W4. Another paper that would be good to compare against is Sunrise.
Thank you for the reference, we will add it to our related work section. SUNRISE (Lee et al., 2021) uses an ensemble of actor critic nets in a SAC setup and weights the Bellman error by the empirical standard deviation of their predictions. Additionally, they rely on a bootstrapping mask, as do we, and perform UCB-based exploration.
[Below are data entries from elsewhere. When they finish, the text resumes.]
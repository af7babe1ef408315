//! afisha-probe: UI verification of the Afisha city landing page
//!
//! ## Usage
//!
//! ```bash
//! afisha-probe run                         # Run every scenario
//! afisha-probe run --filter top_block      # Run matching scenarios
//! afisha-probe run --seed 42 --headed      # Reproduce a run in a window
//! afisha-probe list                        # Show the catalogue
//! afisha-probe locators eventCardRoot      # Show a selector
//! afisha-probe config -c probe.yaml        # Show the effective configuration
//! ```

use afisha_probe::scenarios::{main_page_suite, select};
use afisha_probe::{descriptors, ElementId, ProbeConfig};
use afisha_probe_cli::{
    render_locators, render_scenarios, Cli, CliConfig, CliError, CliResult, ColorChoice, Commands,
    ConfigArgs, ListArgs, LocatorsArgs, ProgressReporter, RunArgs, SuiteRunner, Verbosity,
};
use clap::Parser;
use std::process::ExitCode;
use tracing_subscriber::EnvFilter;

fn main() -> ExitCode {
    match run() {
        Ok(()) => ExitCode::SUCCESS,
        Err(e) => {
            eprintln!("Error: {e}");
            ExitCode::FAILURE
        }
    }
}

fn run() -> CliResult<()> {
    let cli = Cli::parse();
    let config = build_config(&cli);
    init_tracing(&config);

    match cli.command {
        Commands::Run(args) => run_suite(&config, &args),
        Commands::List(args) => {
            list_scenarios(&args);
            Ok(())
        }
        Commands::Locators(args) => show_locators(&args),
        Commands::Config(args) => show_config(&args),
    }
}

fn build_config(cli: &Cli) -> CliConfig {
    let color: ColorChoice = cli.color.into();
    CliConfig::new()
        .with_verbosity(Verbosity::from_flags(cli.quiet, cli.verbose))
        .with_color(color)
        .with_log_json(cli.log_json)
}

fn init_tracing(config: &CliConfig) {
    let filter = EnvFilter::try_from_default_env()
        .unwrap_or_else(|_| EnvFilter::new(config.verbosity.log_directive()));
    let builder = tracing_subscriber::fmt()
        .with_env_filter(filter)
        .with_writer(std::io::stderr)
        .with_target(false);
    let _ = if config.log_json {
        builder.json().try_init()
    } else {
        builder.with_ansi(config.color.should_color()).try_init()
    };
}

fn run_suite(config: &CliConfig, args: &RunArgs) -> CliResult<()> {
    // flags go on top of file and env; SuiteRunner::run validates the result
    let mut probe = ProbeConfig::load(args.config.as_deref())?;
    args.apply(&mut probe);

    let reporter = ProgressReporter::new(config.color.should_color(), config.verbosity.is_quiet());
    let runner = SuiteRunner::new(probe, reporter);
    let runtime = tokio::runtime::Builder::new_multi_thread()
        .enable_all()
        .build()?;
    let report = runtime.block_on(runner.run(args.filter.as_deref()))?;

    if report.failed_count() == 0 {
        Ok(())
    } else {
        Err(CliError::ScenariosFailed {
            failed: report.failed_count(),
            total: report.total_count(),
        })
    }
}

fn list_scenarios(args: &ListArgs) {
    let scenarios = select(&main_page_suite(), args.filter.as_deref());
    print!("{}", render_scenarios(&scenarios));
}

fn show_locators(args: &LocatorsArgs) -> CliResult<()> {
    match args.name.as_deref() {
        None => print!("{}", render_locators(&descriptors())),
        Some(name) => {
            let id = ElementId::from_name(name)
                .ok_or_else(|| CliError::invalid_argument(format!("unknown locator '{name}'")))?;
            println!("{}", id.selector().to_css());
        }
    }
    Ok(())
}

fn show_config(args: &ConfigArgs) -> CliResult<()> {
    let config = ProbeConfig::load(args.config.as_deref())?;
    config.validate()?;
    print!("{}", config.to_yaml()?);
    Ok(())
}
Their target can be interpreted as roughly corresponding to a weighted version of the first term in our objective in Equation (3).

Please let us know whether these answers clarify your questions or whether you have further requests or additional questions.

Lee et al., 2021: SUNRISE: A Simple Unified Framework for Ensemble Learning in Deep Reinforcement Learning
Tiapkin et al., 2022: Optimistic posterior sampling for reinforcement learning with few samples and tight guarantees_Optimistic posterior sampling for reinforcement learning with few samples and tight guarantees

2024-11-22

评论- Response

2024-11-23

Thanks to the authors for their answers and the additional experiments on Metaworld.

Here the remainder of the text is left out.